On April 19, 2019, Plaintiffs filed a Fifth Amended Complaint, as required by the Settlement Agreement. Docket No. 932 ("FiAC"); Sett. Agmt., Exhs. A, B. The Fifth Amended Complaint adds (1) claims pertaining to unjust enrichment, conversion, and fraud, based upon Uber's failure to remit to drivers the entire gratuity paid by customers or tips they might have otherwise received; (2) claims pertaining to various violations of the California Labor Code "stemming from [drivers'] misclassification as independent contractors"; and (3) claims pertaining to violations of the federal Fair Labor Standards Act. FiAC ¶ 3-6. Seventeen claims were added in total. Id. at 9-19.
On April 19, 2019, the Settlement Administrator "emailed the Court-approved Long Form Notice . . . to the . . . email addresses provided by Uber for the 14,085 Settlement Class Members." Docket No. 954-1 ("Hathaway Decl.") ¶ 5. Each email contained a unique ID number, password, and personalized link that would take Class Members to a "claim portal where they could file a Claim Form." Id. The Settlement Administrator also set up a website "where a person could view the Short Form Notice," as well as a toll-free number to "answer frequently asked questions." Id. ¶ 5, 13-14.
In total, 2,034 of the emailed class notices were returned as undeliverable. Id. ¶ 6. On May 10, 2019, the System Administrator "mailed paper copies of the Class Notice to the 1,898 Settlement Class Members whose emails had been returned as undeliverable and for whom mailing addresses could be identified. Id. Of those paper notices, 324 were returned by the Post Office as undeliverable. Id. That same month, Uber informed the Settlement Administrator that there were 1,622 "additional drivers who were not part of the Initial Class Information who the Parties agreed met the definition of a Settlement Class Member and needed to be issued Class Notice." Id. ¶ 6 n.3. Over the course of May and June, the Settlement Administrator emailed the same Class Notice to the newly identified drivers as had been sent to the drivers identified in the Initial Class Information (and "successfully mailed paper Reminder Notices to all 158" of the newly identified drivers whose emails were returned as undeliverable). Id. The Settlement Administrator notes that "[a]s of July 22, 2019, Class Notices were ultimately returned undeliverable for 618 of the 15,710 recipient Settlement Class Members. Therefore, total deliverability of Class Notices to Settlement Class Members was over 96%." Id. ¶ 7.
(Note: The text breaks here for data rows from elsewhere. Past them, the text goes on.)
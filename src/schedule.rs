//! Listening-time budget for the weighted multi-emotion playlist.
//!
//! Maps "number of distinct emotions present" onto a decreasing list of song
//! counts, one per ranked emotion.

/// Most emotions a ranked list may hold.
pub const MAX_EMOTIONS: usize = 5;

/// Count used for a rank position past the end of its row.
pub const DEFAULT_COUNT: usize = 5;

const ROWS: [&[usize]; MAX_EMOTIONS] = [
    &[30],
    &[30, 20],
    &[55, 20, 15],
    &[30, 29, 18, 9],
    &[10, 7, 6, 5, 2],
];

/// Fixed song-count table keyed by the number of ranked emotions.
#[derive(Debug, Clone, Copy, Default)]
pub struct WeightSchedule;

impl WeightSchedule {
    /// Row for `emotions` distinct emotions. Values above five use the
    /// five-emotion row, zero yields an empty row.
    #[must_use]
    pub fn counts(emotions: usize) -> &'static [usize] {
        match emotions {
            0 => &[],
            k => ROWS[k.min(MAX_EMOTIONS) - 1],
        }
    }

    /// Count for the emotion ranked at `position` in a list of `emotions`.
    #[must_use]
    pub fn count_at(emotions: usize, position: usize) -> usize {
        Self::counts(emotions)
            .get(position)
            .copied()
            .unwrap_or(DEFAULT_COUNT)
    }

    /// Total number of songs the row for `emotions` asks for.
    #[must_use]
    pub fn total(emotions: usize) -> usize {
        Self::counts(emotions).iter().sum()
    }
}

#[cfg(test)]
mod tests {
    use super::*;

    #[test]
    fn test_rows_match_table() {
        assert_eq!(WeightSchedule::counts(1), [30]);
        assert_eq!(WeightSchedule::counts(2), [30, 20]);
        assert_eq!(WeightSchedule::counts(3), [55, 20, 15]);
        assert_eq!(WeightSchedule::counts(4), [30, 29, 18, 9]);
        assert_eq!(WeightSchedule::counts(5), [10, 7, 6, 5, 2]);
    }

    #[test]
    fn test_row_length_matches_emotion_count() {
        for k in 1..=MAX_EMOTIONS {
            assert_eq!(WeightSchedule::counts(k).len(), k);
        }
        assert!(WeightSchedule::counts(0).is_empty());
        assert_eq!(WeightSchedule::counts(9), WeightSchedule::counts(5));
    }

    #[test]
    fn test_totals() {
        assert_eq!(WeightSchedule::total(1), 30);
        assert_eq!(WeightSchedule::total(2), 50);
        assert_eq!(WeightSchedule::total(3), 90);
        assert_eq!(WeightSchedule::total(4), 86);
        assert_eq!(WeightSchedule::total(5), 30);
    }

    #[test]
    fn test_position_past_row_uses_default() {
        assert_eq!(WeightSchedule::count_at(2, 1), 20);
        assert_eq!(WeightSchedule::count_at(2, 2), DEFAULT_COUNT);
        assert_eq!(WeightSchedule::count_at(0, 0), DEFAULT_COUNT);
    }
}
Following these initial efforts, the Settlement Administrator sent a reminder notice by email on June 11, 2019 and again on June 24, 2019, to all those members of the Settlement Class who had not yet submitted claims. Id. ¶¶ 8-9. The Administrator then sent additional weekly email reminders on July 2, July 10, July 19, July 26, August 2, and August 9, 2019. Id. ¶ 10; Docket No. 957-1 ("Supp. Hathaway Decl.") ¶ 4. On July 8, 2019, the Settlement Administrator sent a mailed reminder notice to all those members of the Settlement Class who had not yet submitted claims and whose shares were estimated to be at least $100. Hathaway Decl. ¶ 11. The Administrator also sent mailed reminders to the members of the Settlement Class who requested their reminder notice be re-sent or whose initial reminder notice was returned by the Post Office with a forwarding address on July 26, 2019, August 2, 2019, August 9, 2019, and August 16, 2019. Supp. Hathaway Decl. ¶ 4. Proof that email and postal mail notice complied with the Preliminary Approval Order has been filed with the Court. Hathaway Dec., Exhs. A, B.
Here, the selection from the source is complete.